What is expected -> Please count the lines below that hold the word "extract" and give the count without any other text.

Start of Study material

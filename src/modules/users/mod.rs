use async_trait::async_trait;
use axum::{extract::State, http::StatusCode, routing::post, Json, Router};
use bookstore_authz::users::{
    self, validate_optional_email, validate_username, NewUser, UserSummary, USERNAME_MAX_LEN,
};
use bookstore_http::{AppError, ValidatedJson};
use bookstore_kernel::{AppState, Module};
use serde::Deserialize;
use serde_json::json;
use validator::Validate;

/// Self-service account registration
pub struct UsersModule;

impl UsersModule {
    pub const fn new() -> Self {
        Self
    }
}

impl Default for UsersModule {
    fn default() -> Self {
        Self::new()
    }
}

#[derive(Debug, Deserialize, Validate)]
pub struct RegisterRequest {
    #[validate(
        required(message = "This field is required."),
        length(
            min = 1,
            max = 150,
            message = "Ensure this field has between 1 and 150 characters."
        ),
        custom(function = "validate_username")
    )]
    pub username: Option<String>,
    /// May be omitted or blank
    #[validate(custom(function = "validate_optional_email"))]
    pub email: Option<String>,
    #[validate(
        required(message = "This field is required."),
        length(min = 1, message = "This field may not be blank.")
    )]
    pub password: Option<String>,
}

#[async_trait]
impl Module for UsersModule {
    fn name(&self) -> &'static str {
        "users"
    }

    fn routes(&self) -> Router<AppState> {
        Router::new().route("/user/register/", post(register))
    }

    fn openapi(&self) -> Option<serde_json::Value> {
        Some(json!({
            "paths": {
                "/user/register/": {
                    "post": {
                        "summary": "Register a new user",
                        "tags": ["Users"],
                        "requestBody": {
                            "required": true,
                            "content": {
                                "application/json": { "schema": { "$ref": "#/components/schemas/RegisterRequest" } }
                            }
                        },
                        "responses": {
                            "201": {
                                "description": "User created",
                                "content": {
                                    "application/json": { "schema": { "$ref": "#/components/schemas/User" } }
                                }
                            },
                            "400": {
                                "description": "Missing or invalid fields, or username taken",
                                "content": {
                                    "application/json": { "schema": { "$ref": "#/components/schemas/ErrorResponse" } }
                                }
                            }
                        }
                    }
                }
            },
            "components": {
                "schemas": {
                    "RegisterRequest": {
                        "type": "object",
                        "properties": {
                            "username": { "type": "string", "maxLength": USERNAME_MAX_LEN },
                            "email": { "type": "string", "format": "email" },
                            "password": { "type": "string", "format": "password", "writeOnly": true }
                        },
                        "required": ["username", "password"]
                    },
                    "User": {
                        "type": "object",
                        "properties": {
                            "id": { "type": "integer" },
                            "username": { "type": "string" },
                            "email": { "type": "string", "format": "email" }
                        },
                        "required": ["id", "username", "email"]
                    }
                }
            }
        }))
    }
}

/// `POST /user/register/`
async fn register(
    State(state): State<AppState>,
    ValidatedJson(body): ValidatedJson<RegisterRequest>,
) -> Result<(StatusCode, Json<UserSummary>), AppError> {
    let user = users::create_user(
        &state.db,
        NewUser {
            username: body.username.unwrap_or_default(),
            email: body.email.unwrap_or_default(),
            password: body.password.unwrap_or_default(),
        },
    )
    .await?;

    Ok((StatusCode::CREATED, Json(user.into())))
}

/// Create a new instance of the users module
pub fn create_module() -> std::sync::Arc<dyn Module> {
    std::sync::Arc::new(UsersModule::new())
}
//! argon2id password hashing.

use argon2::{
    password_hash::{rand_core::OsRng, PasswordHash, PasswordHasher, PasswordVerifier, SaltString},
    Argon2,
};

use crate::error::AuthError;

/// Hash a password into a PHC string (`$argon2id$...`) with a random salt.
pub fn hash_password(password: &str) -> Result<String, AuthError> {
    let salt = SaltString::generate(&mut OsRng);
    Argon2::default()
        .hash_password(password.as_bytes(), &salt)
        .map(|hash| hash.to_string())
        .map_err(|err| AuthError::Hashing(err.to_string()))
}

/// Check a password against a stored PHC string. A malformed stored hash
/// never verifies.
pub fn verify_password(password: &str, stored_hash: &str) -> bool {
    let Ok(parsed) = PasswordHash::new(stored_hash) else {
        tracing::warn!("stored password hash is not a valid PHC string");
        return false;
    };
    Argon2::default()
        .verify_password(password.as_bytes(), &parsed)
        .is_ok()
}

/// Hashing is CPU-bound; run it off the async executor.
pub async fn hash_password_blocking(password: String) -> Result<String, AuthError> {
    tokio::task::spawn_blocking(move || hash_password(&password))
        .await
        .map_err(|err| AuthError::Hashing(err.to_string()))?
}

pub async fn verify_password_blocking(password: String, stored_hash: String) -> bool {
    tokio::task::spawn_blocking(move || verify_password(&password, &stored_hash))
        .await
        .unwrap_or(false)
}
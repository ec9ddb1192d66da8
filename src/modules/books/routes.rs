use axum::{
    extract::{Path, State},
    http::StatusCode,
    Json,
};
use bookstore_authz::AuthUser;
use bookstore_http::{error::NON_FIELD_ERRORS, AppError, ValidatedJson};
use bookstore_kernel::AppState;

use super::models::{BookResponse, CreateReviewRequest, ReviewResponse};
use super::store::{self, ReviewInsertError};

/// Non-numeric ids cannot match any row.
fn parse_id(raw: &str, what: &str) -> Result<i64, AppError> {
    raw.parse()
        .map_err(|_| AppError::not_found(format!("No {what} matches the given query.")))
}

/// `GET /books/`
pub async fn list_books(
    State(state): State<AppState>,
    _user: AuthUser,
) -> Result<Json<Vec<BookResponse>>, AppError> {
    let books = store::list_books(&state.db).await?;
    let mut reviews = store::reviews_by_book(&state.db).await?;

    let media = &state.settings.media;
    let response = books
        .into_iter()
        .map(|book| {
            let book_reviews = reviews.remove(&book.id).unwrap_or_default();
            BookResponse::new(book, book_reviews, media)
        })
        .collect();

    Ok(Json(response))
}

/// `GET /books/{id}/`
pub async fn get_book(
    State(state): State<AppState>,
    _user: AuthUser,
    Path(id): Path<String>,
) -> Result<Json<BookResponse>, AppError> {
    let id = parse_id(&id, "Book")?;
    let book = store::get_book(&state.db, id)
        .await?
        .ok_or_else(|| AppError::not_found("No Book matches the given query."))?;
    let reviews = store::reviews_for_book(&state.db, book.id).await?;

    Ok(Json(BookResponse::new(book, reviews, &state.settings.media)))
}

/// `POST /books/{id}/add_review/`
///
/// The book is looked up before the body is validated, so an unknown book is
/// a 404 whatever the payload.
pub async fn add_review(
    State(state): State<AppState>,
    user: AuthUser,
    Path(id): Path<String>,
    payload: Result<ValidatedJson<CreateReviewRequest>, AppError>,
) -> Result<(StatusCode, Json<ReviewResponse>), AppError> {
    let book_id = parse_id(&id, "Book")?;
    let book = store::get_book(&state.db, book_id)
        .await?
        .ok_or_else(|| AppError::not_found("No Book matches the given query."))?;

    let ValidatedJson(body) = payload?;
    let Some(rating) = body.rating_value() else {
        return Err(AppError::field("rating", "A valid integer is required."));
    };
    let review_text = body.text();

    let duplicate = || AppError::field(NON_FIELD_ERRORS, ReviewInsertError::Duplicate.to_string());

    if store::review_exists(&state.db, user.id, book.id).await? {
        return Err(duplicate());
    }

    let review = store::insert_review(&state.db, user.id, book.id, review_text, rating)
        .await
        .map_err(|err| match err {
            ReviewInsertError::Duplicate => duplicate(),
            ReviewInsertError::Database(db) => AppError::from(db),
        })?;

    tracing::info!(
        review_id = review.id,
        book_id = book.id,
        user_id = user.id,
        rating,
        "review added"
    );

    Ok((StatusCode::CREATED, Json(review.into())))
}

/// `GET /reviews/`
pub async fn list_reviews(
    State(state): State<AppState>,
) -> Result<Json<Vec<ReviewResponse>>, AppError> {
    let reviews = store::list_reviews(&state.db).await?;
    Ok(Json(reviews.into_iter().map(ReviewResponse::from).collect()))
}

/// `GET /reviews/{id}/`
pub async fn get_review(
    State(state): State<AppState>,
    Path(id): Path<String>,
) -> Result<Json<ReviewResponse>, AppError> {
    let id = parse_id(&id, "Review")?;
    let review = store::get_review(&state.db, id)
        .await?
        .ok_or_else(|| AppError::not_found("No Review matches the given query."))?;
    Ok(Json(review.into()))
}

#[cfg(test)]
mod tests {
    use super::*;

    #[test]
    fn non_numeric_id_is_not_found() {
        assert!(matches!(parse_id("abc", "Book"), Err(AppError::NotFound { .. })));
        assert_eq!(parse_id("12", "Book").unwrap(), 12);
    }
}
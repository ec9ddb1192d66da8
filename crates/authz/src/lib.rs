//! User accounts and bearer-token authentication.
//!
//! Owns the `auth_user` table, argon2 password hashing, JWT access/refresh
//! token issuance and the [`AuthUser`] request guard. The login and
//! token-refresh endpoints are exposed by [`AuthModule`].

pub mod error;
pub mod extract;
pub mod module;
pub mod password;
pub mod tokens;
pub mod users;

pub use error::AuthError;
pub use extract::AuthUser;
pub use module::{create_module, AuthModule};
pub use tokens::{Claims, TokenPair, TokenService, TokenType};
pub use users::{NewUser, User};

End of Study material

Task solution -> 4